There's an old saying, Price, Quality, Speed: you can have two. If you want the best price and best quality, it will take longer. If you want the best quality and you want it fast, expect to pay a premium. And if you want the best price delivered fast, expect quality to suffer. Here's a look at these three common situations.
Best Price, Best Quality - Speed isn't everything
This situation is typical for stable production items (little schedule variation) procured at lead time. In most OEM environments, a typical product will eventually enter this phase of procurement.
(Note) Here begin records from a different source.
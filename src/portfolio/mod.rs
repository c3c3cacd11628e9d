use axum::{routing::get, Router};

use crate::state::AppState;

pub mod data;
pub mod handlers;

pub fn router() -> Router<AppState> {
    Router::new()
        .route("/portfolio", get(handlers::get_portfolio))
        .route(
            "/portfolio/profile",
            get(handlers::get_profile).patch(handlers::patch_profile),
        )
        .route("/portfolio/skills", get(handlers::get_skills))
        .route("/portfolio/projects", get(handlers::get_projects))
        .route(
            "/portfolio/projects/:id",
            get(handlers::get_project)
                .put(handlers::put_project)
                .patch(handlers::patch_project)
                .delete(handlers::delete_project),
        )
        .route("/portfolio/social", get(handlers::get_social))
        .route("/preferences", get(handlers::get_preferences))
}
use serde::{Deserialize, Serialize};

/// The whole portfolio document served by the read endpoints. One instance
/// lives in `AppState` behind a mutex; it is seeded at startup and mutated
/// in place by the protected write endpoints.
#[derive(Debug, Clone, Serialize, Deserialize)]
#[serde(rename_all = "camelCase")]
pub struct Portfolio {
    pub profile: Profile,
    pub skills: Vec<String>,
    pub projects: Vec<Project>,
    pub social_links: SocialLinks,
}

#[derive(Debug, Clone, Serialize, Deserialize)]
#[serde(rename_all = "camelCase")]
pub struct Profile {
    pub name: String,
    pub title: String,
    pub bio: String,
    pub about: String,
    pub interests: String,
    pub quick_facts: Vec<String>,
}

#[derive(Debug, Clone, Serialize, Deserialize)]
pub struct Project {
    pub id: u64,
    pub title: String,
    pub description: String,
    pub tech: Vec<String>,
}

#[derive(Debug, Clone, Serialize, Deserialize)]
pub struct SocialLinks {
    pub linkedin: String,
    pub github: String,
    pub twitter: String,
}

impl Portfolio {
    /// Placeholder content shown until an authenticated user edits it.
    pub fn seed() -> Self {
        Self {
            profile: Profile {
                name: "John Doe".into(),
                title: "Full Stack Developer & UI/UX Designer".into(),
                bio: "I create beautiful, functional, and user-centered digital experiences that bring ideas to life.".into(),
                about: "I'm a passionate developer with over 5 years of experience creating digital solutions. I love turning complex problems into simple, beautiful designs.".into(),
                interests: "When I'm not coding, you'll find me exploring new technologies, contributing to open-source projects, or enjoying outdoor activities.".into(),
                quick_facts: vec![
                    "🎓 Computer Science Graduate".into(),
                    "💼 5+ Years Experience".into(),
                    "🌍 Remote Work Enthusiast".into(),
                    "🚀 Always Learning".into(),
                ],
            },
            skills: vec![
                "React".into(), "JavaScript".into(), "Node.js".into(), "Python".into(),
                "Tailwind CSS".into(), "TypeScript".into(), "MongoDB".into(), "AWS".into(),
                "Git".into(), "Docker".into(), "Figma".into(), "Adobe XD".into(),
            ],
            projects: vec![
                Project {
                    id: 1,
                    title: "E-Commerce Platform".into(),
                    description: "Full-stack e-commerce solution with React, Node.js, and Stripe integration.".into(),
                    tech: vec!["React".into(), "Node.js".into(), "MongoDB".into()],
                },
                Project {
                    id: 2,
                    title: "Task Management App".into(),
                    description: "Collaborative task management tool with real-time updates and team features.".into(),
                    tech: vec!["React".into(), "Firebase".into(), "Tailwind".into()],
                },
                Project {
                    id: 3,
                    title: "Weather Dashboard".into(),
                    description: "Beautiful weather app with location-based forecasts and interactive maps.".into(),
                    tech: vec!["JavaScript".into(), "OpenWeather API".into(), "Chart.js".into()],
                },
            ],
            social_links: SocialLinks {
                linkedin: "#".into(),
                github: "#".into(),
                twitter: "#".into(),
            },
        }
    }

    pub fn project(&self, id: u64) -> Option<&Project> {
        self.projects.iter().find(|p| p.id == id)
    }

    pub fn project_mut(&mut self, id: u64) -> Option<&mut Project> {
        self.projects.iter_mut().find(|p| p.id == id)
    }

    pub fn remove_project(&mut self, id: u64) -> Option<Project> {
        let idx = self.projects.iter().position(|p| p.id == id)?;
        Some(self.projects.remove(idx))
    }
}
Best Price, Best Speed - Quality isn't everything
In this situation quality is a nuanced term. No one wants product that doesn't work. But quality also refers to the depth of process control and workmanship standards. Does a $2 consumer item need the quality process control associated with space qualified material? In situations with low value product and high variability in demand, it is advisable to reduce the level of process control and workmanship requirements in order to maximize speed without adding the cost. This is why the IPC610 workmanship standard has 3 classes.
Best Quality, Best Speed - Price isn't everything
The most common situation is a high value or critical product in a variable demand environment. For example, if you have a $500 PCB assembly gating delivery of a $100,000 piece of equipment to your customer who needs it now or you lose the business, do you really care if you pay a 10% or more premium? Almost always this situation is driven by an inability to adequately forecast critical material, which in turn can be caused by lack of internal control or simply be the nature of your end market.